- _WORK REQUIRED_:
Starting at the top of the entries below, print each line exactly until the line with "the initial state." has been printed too.

(Dataset entries)
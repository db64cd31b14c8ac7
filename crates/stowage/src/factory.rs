#![forbid(unsafe_code)]

//! Immutable factory chains and store assembly.
//!
//! A [`Factory`] is a template: every builder method returns a new factory
//! with one part of its configuration extended, and leaves the receiver
//! untouched. [`Factory::create`] instantiates the template into a [`Store`].
//!
//! # Assembly order
//!
//! 1. Derived-property names are stripped from the initial state.
//! 2. Declared defaults are merged with the initial state (shallow).
//! 3. Nested factories are created depth-first with the same context, their
//!    slice of the initial state, and a parent cell for this level.
//! 4. The base object is built from the merged fields plus `$context`.
//! 5. Derived properties are layered on; the store now exists and the parent
//!    cell handed to the children is filled.
//! 6. Subscriptions are attached in registration order.
//! 7. `on_create` hooks run in registration order.
//!
//! Errors propagate to the caller of `create` without rollback. Anything
//! already attached belongs to the partially built stores, which are
//! dropped with the error and detach their subscriptions as they go.

use std::fmt;
use std::rc::Rc;

use indexmap::IndexMap;
use stowage_core::{Observable, Op, Opaque, Snapshot, SubscribeOptions, Subscription, Value};

use crate::actions::{ActionResult, Actions, compose_actions};
use crate::derived::{DerivedProps, combine_derived_props, create_derived};
use crate::error::{Result, StoreError};
use crate::registry::{Teardown, UnsubscribeRegistry};
use crate::state::{InitialState, Seed, State, StateField};
use crate::store::{CONTEXT_KEY, ParentCell, Store, StoreInner, is_reserved};

pub type LiveSubscriptionFn<C> = Rc<dyn Fn(&Store<C>, &C, &[Op])>;
pub type SnapshotSubscriptionFn<C> = Rc<dyn Fn(&Snapshot, &C, &[Op])>;
pub type OnCreateFn<C> = Rc<dyn Fn(&Store<C>) -> Result<Option<Teardown>>>;

enum SubscriptionCallback<C> {
    Live(LiveSubscriptionFn<C>),
    Snapshot(SnapshotSubscriptionFn<C>),
}

struct SubscriptionDescriptor<C> {
    callback: SubscriptionCallback<C>,
    options: SubscribeOptions,
}

impl<C> Clone for SubscriptionDescriptor<C> {
    fn clone(&self) -> Self {
        let callback = match &self.callback {
            SubscriptionCallback::Live(f) => SubscriptionCallback::Live(Rc::clone(f)),
            SubscriptionCallback::Snapshot(f) => SubscriptionCallback::Snapshot(Rc::clone(f)),
        };
        Self {
            callback,
            options: self.options,
        }
    }
}

impl<C: 'static> SubscriptionDescriptor<C> {
    fn attach(&self, store: &Store<C>) -> Subscription {
        let weak = store.downgrade();
        match &self.callback {
            SubscriptionCallback::Live(f) => {
                let f = Rc::clone(f);
                store.observable().subscribe(
                    move |ops| {
                        if let Some(store) = weak.upgrade() {
                            f(&store, store.context().as_ref(), ops);
                        }
                    },
                    self.options,
                )
            }
            SubscriptionCallback::Snapshot(f) => {
                let f = Rc::clone(f);
                store.observable().subscribe(
                    move |ops| {
                        if let Some(store) = weak.upgrade() {
                            f(&store.snapshot(), store.context().as_ref(), ops);
                        }
                    },
                    self.options,
                )
            }
        }
    }
}

struct FactoryConfig<C> {
    base_state: State<C>,
    base_actions: Actions<C>,
    base_derived: DerivedProps,
    base_subscriptions: Vec<SubscriptionDescriptor<C>>,
    on_create: Vec<OnCreateFn<C>>,
}

impl<C> Clone for FactoryConfig<C> {
    fn clone(&self) -> Self {
        Self {
            base_state: self.base_state.clone(),
            base_actions: self.base_actions.clone(),
            base_derived: self.base_derived.clone(),
            base_subscriptions: self.base_subscriptions.clone(),
            on_create: self.on_create.clone(),
        }
    }
}

/// An immutable store template.
///
/// Cloning a `Factory` is cheap and shares the configuration.
pub struct Factory<C = ()> {
    config: Rc<FactoryConfig<C>>,
}

impl<C> Clone for Factory<C> {
    fn clone(&self) -> Self {
        Self {
            config: Rc::clone(&self.config),
        }
    }
}

impl<C> fmt::Debug for Factory<C> {
    fn fmt(&self, f: &mut fmt::Formatter<'_>) -> fmt::Result {
        f.debug_struct("Factory")
            .field("state", &self.config.base_state)
            .field("actions", &self.config.base_actions)
            .field("derived", &self.config.base_derived)
            .field("subscriptions", &self.config.base_subscriptions.len())
            .field("on_create", &self.config.on_create.len())
            .finish()
    }
}

impl<C: 'static> Factory<C> {
    /// Start a chain from a state declaration.
    #[must_use]
    pub fn new(state: State<C>) -> Self {
        Self {
            config: Rc::new(FactoryConfig {
                base_state: state,
                base_actions: Actions::new(),
                base_derived: DerivedProps::new(),
                base_subscriptions: Vec::new(),
                on_create: Vec::new(),
            }),
        }
    }

    fn extend(&self, f: impl FnOnce(&mut FactoryConfig<C>)) -> Self {
        let mut config = (*self.config).clone();
        f(&mut config);
        Self {
            config: Rc::new(config),
        }
    }

    /// Add action handlers; on name collisions the new handlers win.
    #[must_use]
    pub fn actions(&self, actions: Actions<C>) -> Self {
        self.extend(|config| {
            config.base_actions = compose_actions(&config.base_actions, &actions);
        })
    }

    /// Add a single action handler.
    #[must_use]
    pub fn action<F>(&self, name: impl Into<String>, handler: F) -> Self
    where
        F: Fn(&Store<C>, &[Value]) -> ActionResult + 'static,
    {
        self.actions(Actions::new().with(name, handler))
    }

    /// Add derived properties; on name collisions the new functions win.
    ///
    /// A derived name must not repeat a state field name. The check runs in
    /// [`validate`](Self::validate) and at the start of `create`.
    #[must_use]
    pub fn derived(&self, props: DerivedProps) -> Self {
        self.extend(|config| {
            config.base_derived = combine_derived_props(&config.base_derived, &props);
        })
    }

    /// Add a single derived property.
    #[must_use]
    pub fn derive<F, V>(&self, name: impl Into<String>, f: F) -> Self
    where
        F: Fn(&Observable) -> V + 'static,
        V: Into<Value>,
    {
        self.derived(DerivedProps::new().with(name, f))
    }

    /// Subscribe to the live store on every delivered mutation batch.
    #[must_use]
    pub fn subscribe<F>(&self, f: F, options: SubscribeOptions) -> Self
    where
        F: Fn(&Store<C>, &C, &[Op]) + 'static,
    {
        let descriptor = SubscriptionDescriptor {
            callback: SubscriptionCallback::Live(Rc::new(f)),
            options,
        };
        self.extend(|config| config.base_subscriptions.push(descriptor))
    }

    /// Subscribe to a fresh snapshot of the store on every delivered
    /// mutation batch.
    #[must_use]
    pub fn subscribe_snapshot<F>(&self, f: F, options: SubscribeOptions) -> Self
    where
        F: Fn(&Snapshot, &C, &[Op]) + 'static,
    {
        let descriptor = SubscriptionDescriptor {
            callback: SubscriptionCallback::Snapshot(Rc::new(f)),
            options,
        };
        self.extend(|config| config.base_subscriptions.push(descriptor))
    }

    /// Run `f` with the finished store at the end of `create`. A returned
    /// teardown runs on `Store::unsubscribe`.
    #[must_use]
    pub fn on_create<F>(&self, f: F) -> Self
    where
        F: Fn(&Store<C>) -> Option<Teardown> + 'static,
    {
        self.try_on_create(move |store| Ok(f(store)))
    }

    /// Like [`on_create`](Self::on_create), for hooks that can fail. An
    /// error aborts `create` and is returned to its caller.
    #[must_use]
    pub fn try_on_create<F>(&self, f: F) -> Self
    where
        F: Fn(&Store<C>) -> Result<Option<Teardown>> + 'static,
    {
        self.extend(|config| config.on_create.push(Rc::new(f)))
    }

    #[must_use]
    pub fn state(&self) -> &State<C> {
        &self.config.base_state
    }

    #[must_use]
    pub fn declared_actions(&self) -> &Actions<C> {
        &self.config.base_actions
    }

    #[must_use]
    pub fn derived_props(&self) -> &DerivedProps {
        &self.config.base_derived
    }

    #[must_use]
    pub fn subscription_count(&self) -> usize {
        self.config.base_subscriptions.len()
    }

    #[must_use]
    pub fn on_create_count(&self) -> usize {
        self.config.on_create.len()
    }

    /// Check the configuration of this factory and every nested factory.
    pub fn validate(&self) -> Result<()> {
        self.check_names()?;
        for (_, field) in self.config.base_state.iter() {
            if let StateField::Nested(factory) = field {
                factory.validate()?;
            }
        }
        Ok(())
    }

    /// Create a store with the declared defaults.
    pub fn create(&self, context: impl Into<Rc<C>>) -> Result<Store<C>> {
        self.create_with(context, InitialState::new())
    }

    /// Create a store, overriding declared defaults with `initial`.
    pub fn create_with(&self, context: impl Into<Rc<C>>, initial: InitialState) -> Result<Store<C>> {
        self.assemble(context.into(), initial, ParentCell::new())
    }

    fn check_names(&self) -> Result<()> {
        let config = &self.config;
        for key in config.base_state.keys() {
            if is_reserved(key) {
                return Err(StoreError::ReservedField {
                    key: key.to_owned(),
                });
            }
        }
        for key in config.base_derived.keys() {
            if is_reserved(key) {
                return Err(StoreError::ReservedField {
                    key: key.to_owned(),
                });
            }
            if config.base_state.contains_key(key) {
                return Err(StoreError::DerivedShadowsState {
                    key: key.to_owned(),
                });
            }
        }
        Ok(())
    }

    fn assemble(
        &self,
        context: Rc<C>,
        mut initial: InitialState,
        parent: ParentCell<C>,
    ) -> Result<Store<C>> {
        let config = &*self.config;
        self.check_names()?;

        for key in config.base_derived.keys() {
            if initial.remove(key).is_some() {
                tracing::debug!(message = "store.initial_state.derived_stripped", key);
            }
        }

        let own_cell = ParentCell::new();
        let mut fields = Vec::with_capacity(config.base_state.len() + 1);
        let mut children = IndexMap::new();
        for (key, field) in config.base_state.iter() {
            let seed = initial.remove(key);
            match field {
                StateField::Value(default) => {
                    let value = match seed {
                        Some(Seed::Value(value)) => value,
                        Some(Seed::Nested(_)) => {
                            tracing::debug!(
                                message = "store.initial_state.ignored",
                                key,
                                reason = "nested seed for a plain field"
                            );
                            default.deep_clone()
                        }
                        None => default.deep_clone(),
                    };
                    fields.push((key.to_owned(), value));
                }
                StateField::Nested(factory) => {
                    let slice = match seed {
                        Some(Seed::Nested(slice)) => slice,
                        Some(Seed::Value(_)) => {
                            tracing::debug!(
                                message = "store.initial_state.ignored",
                                key,
                                reason = "plain seed for a nested factory"
                            );
                            InitialState::new()
                        }
                        None => InitialState::new(),
                    };
                    let child = factory.assemble(Rc::clone(&context), slice, own_cell.clone())?;
                    fields.push((key.to_owned(), Value::Object(child.observable().clone())));
                    children.insert(key.to_owned(), child);
                }
            }
        }
        for key in initial.keys() {
            tracing::debug!(
                message = "store.initial_state.ignored",
                key,
                reason = "undeclared field"
            );
        }

        fields.push((
            CONTEXT_KEY.to_owned(),
            Value::Opaque(Opaque::from_rc(Rc::clone(&context))),
        ));
        let base = Observable::from_fields(fields);
        let state = create_derived(&base, &config.base_derived)?;

        let child_count = children.len();
        let store = Store::from_inner(StoreInner {
            state,
            actions: config.base_actions.clone(),
            children,
            context,
            parent,
            registry: UnsubscribeRegistry::new(),
        });
        own_cell.fill(&store);

        for descriptor in &config.base_subscriptions {
            let subscription = descriptor.attach(&store);
            store.registry().push(subscription.into());
        }
        for hook in &config.on_create {
            if let Some(teardown) = hook(&store)? {
                store.registry().push(teardown);
            }
        }

        tracing::debug!(
            message = "store.create",
            fields = config.base_state.len(),
            children = child_count,
            actions = config.base_actions.len(),
            derived = config.base_derived.len(),
            subscriptions = config.base_subscriptions.len(),
            teardowns = store.registry().len(),
        );
        Ok(store)
    }
}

- _ANSWER TO THE EXERCISE_:
repository db64cd31b14c8ac7
filename crates/stowage/src/factory.rs
#![forbid(unsafe_code)]

//! Immutable factory chains and store assembly.
//!
//! A [`Factory`] is a template: every builder method returns a new factory
//! with one part of its configuration extended, and leaves the receiver
//! untouched. [`Factory::create`] instantiates the template into a [`Store`].
//!
//! # Assembly order
//!
//! 1. Derived-property names are stripped from the initial state.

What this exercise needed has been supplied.